Il est accusé d'avoir abusé sexuellement de mineures. Certaines jeunes filles, agressées parfois dans les locaux de la BBC, avaient à peine 12 ans, selon certains témoignages.

RESTAURER LA CRÉDIBILITÉ DE LA BBC

George Entwistle avait succédé en septembre à Mark Thomson, parti pour diriger le New York Times.

Il lui a fallu aussitôt gérer l'une des crises les plus graves jamais traversées par la BBC.

Condamné pour la lenteur de la réponse de la BBC dans le scandale Savile, il a été ensuite fustigé lorsque l'affaire Newsnight a éclaté.

Son audition devant une commission parlementaire a déclenché des railleries, un député estimant qu'il avait fait montre d'une "absence lamentable de connaissance" de ce qui se passait au sein de l'organisation de 22.000 salariés qu'il dirigeait.

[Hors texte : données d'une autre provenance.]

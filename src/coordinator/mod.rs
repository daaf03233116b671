//! Write Coordinator Module
//!
//! Implements the client-facing half of the protocol. Any node can
//! coordinate: it mints a fresh tag, locks the key on a write quorum of
//! primaries (phase 1), then broadcasts the commit to every member
//! (phase 2).
//!
//! ## Architecture Overview
//! 1. **Phase 1**: `get_write_lock` fans out to all primaries in parallel
//!    with a per-call deadline. Timeouts and refusals just count as non-OK.
//! 2. **Quorum check**: fewer than W OKs aborts the attempt; the acquired
//!    locks are released best-effort and the client sees `NoQuorum`.
//! 3. **Phase 2**: the commit (`write` / `release` / `extend_lease`) goes to
//!    primaries and replicas alike. Partial phase-2 success is reported in
//!    the `(voted, committed)` counts, never as an error: any two quorums
//!    intersect, so a later writer is guaranteed to observe the commit.
//!
//! There are no per-node retries inside an attempt and no cross-call state;
//! one coordinator may drive any number of client operations in parallel.
//!
//! ## Submodules
//! - **`coordinator`**: the two-phase procedures and admin broadcasts.
//! - **`protocol`**: client-facing HTTP contracts.
//! - **`handlers`**: axum handlers for the `/kv/*` and `/admin/*` routes.

pub mod coordinator;
pub mod handlers;
pub mod protocol;
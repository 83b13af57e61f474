//! Developer note parsing (`DEU=Hallo,FRA=Bonjour`).

use std::sync::LazyLock;

use regex::Regex;

#[allow(clippy::unwrap_used)]
static PREFIX_REGEX: LazyLock<Regex> =
    LazyLock::new(|| Regex::new(r"(?:^|,)\s*([A-Z]{3})=").unwrap());

/// `PREFIX=value` pairs of a note, in order of appearance.
///
/// A prefix opens a pair only at the start of the note or after a comma, so a
/// value runs up to the next `, XYZ=` or the end of the note. Double quotes
/// around a value are dropped.
#[must_use]
pub fn parse_note(note: &str) -> Vec<(&str, &str)> {
    let prefixes: Vec<_> = PREFIX_REGEX.captures_iter(note).collect();

    prefixes
        .iter()
        .enumerate()
        .filter_map(|(index, captures)| {
            let prefix = captures.get(1)?.as_str();
            let value_start = captures.get(0)?.end();
            let value_end = prefixes
                .get(index + 1)
                .and_then(|next| next.get(0))
                .map_or(note.len(), |next| next.start());
            let raw = note.get(value_start..value_end)?;
            Some((prefix, clean_value(raw)))
        })
        .collect()
}

/// Value for `prefix` in `note`, if the note has one.
#[must_use]
pub fn note_value<'a>(note: &'a str, prefix: &str) -> Option<&'a str> {
    parse_note(note).into_iter().find(|(p, _)| *p == prefix).map(|(_, value)| value)
}

fn clean_value(raw: &str) -> &str {
    let value = raw.trim();
    let value = value.strip_suffix(',').unwrap_or(value).trim_end();
    value
        .strip_prefix('"')
        .and_then(|inner| inner.strip_suffix('"'))
        .unwrap_or(value)
}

En reconnaissant qu'il ignorait à l'avance le contenu de l'émission Newsnight du 2 novembre à l'origine de cette nouvelle affaire, George Entwistle a fini de se décrédibiliser.

"On aurait pu lui pardonner l'affaire Savile et il aurait pu survivre s'il avait démontré qu'il maîtrisait la situation, mais cela n'a pas été le cas", a commenté Steve Hewlett, un ancien responsable de la BBC aujourd'hui consultant pour les médias.

Dans un communiqué, la ministre de la Culture et des Médias, Maria Miller, estime qu'"il est vital que la crédibilité et la confiance du public dans cette institution importante soit restaurée".

"Il est désormais crucial que la BBC mette en oeuvre les systèmes qui ganrantiront des informations et des programmes d'actualité de tout premier ordre", ajoute-t-elle.

L'intérim a été confié à Tim Davie, actuel directeur de la musique et des radios de la BBC. (Guy Kerivel et Henri-Pierre André pour le service français)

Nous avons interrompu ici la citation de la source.